I wanna put a baby in your belly…
That was his line. Seriously, who the hell responds positively to that? I thought I’d heard it all until she added, “And I just saw him coming into our office to get his schedule sorted.” Awesome… My GTA just told me that the drunken schlub who had approached her downtown and feebly attempted to use this line on her was now in our office needing help with his schedule.
Aside from simple lessons like, “drunk people are stupid” and “drunk guys are stupider,” I would like to say that the first learning moment of this interaction is, you never know where that person you meet will turn up next. Yes, this brainiac is now a student in my career professionalism classes and his grade is at the mercy of the GTA that he slovenly attempted to proposition on Orange Ave. Smooth move, dude. Lookin’ good….real good! The second lesson is, is this who you really are?
This week Dean Jarley (https://pauljarley.wordpress.com/2016/02/08/you-are-business-students-first/) reminded our students that they, “are business students first.” That before they can master a topic, they have to understand the basics. That to be considered an expert, they also need to be well rounded. I would add that “being a business student first” also means understanding and accepting certain behavioral expectations and priorities that may not have been so critical before entering our college. Specifically balancing lifestyle preferences, work priorities, and academic requirements.
Too often I see and hear students who want to have it all, a full time job, a record of academic achievement, and a fulfilling social life. I can tell you that this is difficult to achieve. When it does, it comes at the expense of one of those “roles.” If you work full time, know that your social life will probably disappear even if you only attend school part time. A full time student can have a rewarding social life, but will only be able to fit in a part-time job or internship. Want to be the life of the party? Better drop out of school and live on a trust fund. And if you live more than an hour away it only further restricts you.
Accommodating students’ desires to have it all turns what we as a college do into a mere transaction that could take place via Google and YouTube. We stress engagement and interaction because that is how business is done. Collaboratively by leveraging networks and relationships.

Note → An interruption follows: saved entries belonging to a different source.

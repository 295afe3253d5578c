//! Offer Models

use rust_decimal::Decimal;
use serde::{Deserialize, Serialize};
use sphere_core::entity::Entity;

use crate::ids::TypedId;

/// Offer id
pub type OfferId = TypedId<Offer>;

/// Offer Model
#[derive(Debug, Clone, PartialEq, Serialize, Deserialize)]
pub struct Offer {
    pub id: OfferId,
    pub offer_name: String,
    pub description: String,
    pub offer_price: Decimal,
    /// Offer duration in minutes.
    pub timeline: i64,
    pub image_url: String,
    pub insta_url: Option<String>,
    /// Remaining bookable slots. Booking is blocked at zero.
    pub slots_limit: u32,
    pub rating: u8,
}

impl Offer {
    /// Whether a booking action may be offered at all.
    pub fn bookable(&self) -> bool {
        self.slots_limit > 0
    }
}

impl Entity for Offer {
    type Id = OfferId;

    fn id(&self) -> Self::Id {
        self.id
    }
}

/// New Offer draft; no client-side validation schema is declared.
#[derive(Debug, Clone, PartialEq, Serialize, Deserialize)]
pub struct NewOffer {
    pub offer_name: String,
    pub description: String,
    pub offer_price: Decimal,
    pub timeline: i64,
    pub image_url: String,
    pub insta_url: Option<String>,
    pub slots_limit: u32,
    pub rating: u8,
}

impl Default for NewOffer {
    fn default() -> Self {
        Self {
            offer_name: String::new(),
            description: String::new(),
            offer_price: Decimal::ZERO,
            timeline: 60,
            image_url: String::new(),
            insta_url: None,
            slots_limit: 0,
            rating: 1,
        }
    }
}

impl sphere_core::form::Validate for NewOffer {}

/// Booking request for one offer slot.
#[derive(Debug, Clone, PartialEq, Eq, Serialize, Deserialize)]
pub struct NewOfferBooking {
    pub offer_id: OfferId,
}
use axum::body::Body;
use axum::extract::{Path, State};
use axum::http::{header, HeaderValue, Method, StatusCode};
use axum::response::{IntoResponse, Response};
use axum::routing::{any, get};
use axum::Router;
use bytes::Bytes;
use futures::{Stream, StreamExt};
use prometheus_client::metrics::counter::Counter;
use tokio::io::AsyncWriteExt;
use tokio_stream::wrappers::ReceiverStream;
use tokio_util::io::ReaderStream;
use tracing::{debug, error, info, warn};

use crate::cache::is_unsafe_filename;
use crate::cache::tempfile::TempFile;
use crate::config::Repo;
use crate::disk::update_free_disk_space;
use crate::metrics::{InFlight, Metrics};
use crate::AppState;

/// Chunk bound for the miss-path tee loop.
const TEE_CHUNK_SIZE: usize = 16 * 1024;

// ---------------------------------------------------------------------------
// Router
// ---------------------------------------------------------------------------

/// Build the axum [`Router`] with all HTTP routes and shared state.
pub fn create_router(state: Arc<AppState>) -> Router {
    Router::new()
        .route("/proxy/", any(handle_proxy_bare))
        .route("/proxy/{*rest}", any(handle_proxy))
        .route("/metrics", get(handle_metrics))
        .with_state(state)
}

// ---------------------------------------------------------------------------
// Proxy handler
// ---------------------------------------------------------------------------

/// `GET /proxy/` with nothing after the prefix.
async fn handle_proxy_bare(State(state): State<Arc<AppState>>, method: Method) -> Response {
    let metrics = &state.metrics.metrics;
    let _in_flight = InFlight::new(&metrics.requests_in_progress);
    metrics.error_count.inc();
    if method != Method::GET {
        return method_not_allowed();
    }
    need_repo_response()
}

/// `GET /proxy/<repo>/<path…>`
async fn handle_proxy(
    State(state): State<Arc<AppState>>,
    method: Method,
    Path(rest): Path<String>,
) -> Response {
    let metrics = &state.metrics.metrics;
    let in_flight = InFlight::new(&metrics.requests_in_progress);
    debug!(path = %rest, "request handler started");

    if method != Method::GET {
        metrics.error_count.inc();
        info!(%method, path = %rest, "method not allowed");
        return method_not_allowed();
    }

    let Some((reponame, filename)) = rest.split_once('/') else {
        metrics.error_count.inc();
        info!(path = %rest, "request path carries no repo name");
        return need_repo_response();
    };

    let Some(repo) = state.repos.get(reponame) else {
        metrics.error_count.inc();
        info!(repo = %reponame, "requested repo not configured");
        return (
            StatusCode::NOT_FOUND,
            format!("Repo {reponame} not configured\n"),
        )
            .into_response();
    };

    if is_unsafe_filename(filename) {
        metrics.error_count.inc();
        warn!(repo = %reponame, file = %filename, "prohibited byte sequence in filename");
        return (
            StatusCode::BAD_REQUEST,
            "Prohibited byte sequence in filename\n",
        )
            .into_response();
    }

    // Any open failure, not just not-found, is treated as a miss.
    let final_path = state.cache.final_path(reponame, filename);
    match tokio::fs::File::open(&final_path).await {
        Ok(file) => handle_hit(&state, filename, file, in_flight).await,
        Err(_) => handle_miss(&state, reponame, repo, filename, in_flight).await,
    }
}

Since they say, “Education is like a journey,” to help you prioritize your roles, think about these three things as you get started:
- You have to walk before you crawl and ride before you drive – Start with the basics. Which role is the most important to you; employee, student, life of the party. Focus on one, the most important one, and get good at it. Then take another one on. Slowly at first, then add as you can. Many students enter our college already working 40 or more hours, taking more than 12 hours, and still have time for Sunday Funday. You will probably not be able to do that in our college. You will DEFINITELTY not be able to get through the business core and in one semester maximizing all three roles. Consider your wants/needs, review the requirements of each role, and make informed choices about what you can expect to spend your time doing.
- You need to figure out where you’re driving – A good way to prioritize your role is to really think about why you are in college and why the College of Business. If you have an identifiable career goal, great. If not, you will need to develop one in GEB 3003. If you don’t want to because you are in our college just to satisfy someone else or achieve some milestone then I encourage you to look for other, less rigorous options. Without a goal, your time here will be squandered and pointless.
- Don’t text and drive – Once you decide what it is you want to do and why majoring in X will help you do that, stay focused. The most common reason students fail is they take their eye off the goal. They tell me they want to do something, then spend their time focusing on a job that doesn’t do that, working for a person who doesn’t support that, or worse, choosing to do things that may negate their ability to do that someday. Taking a night off or watching a game with friends is fine. Spending your evenings on Wall St., yea….not so much.
I get it. Students need to blow off steam and have a good time on the weekends. They also need money to pay rent or have family obligations to meet. Not everyone comes straight to college, they have to work and are coming back to grow in their field. That’s why we make the buildings out of brick, we’ll be here when you need us.
Just remember that if you choose to be with us, you’re a business student first. That’s not optional here… you are going to need to engage, develop a career plan and execute that plan. We are not going to let you make excuses for not doing these things. And don’t make dumb choices that will come back to haunt you, keep you from doing what you want to do, or turn your focus to the wrong things. Needless to say when I see that silver-tongued devil I’ll remind him that he’s a business student first…or at least he hopes to be.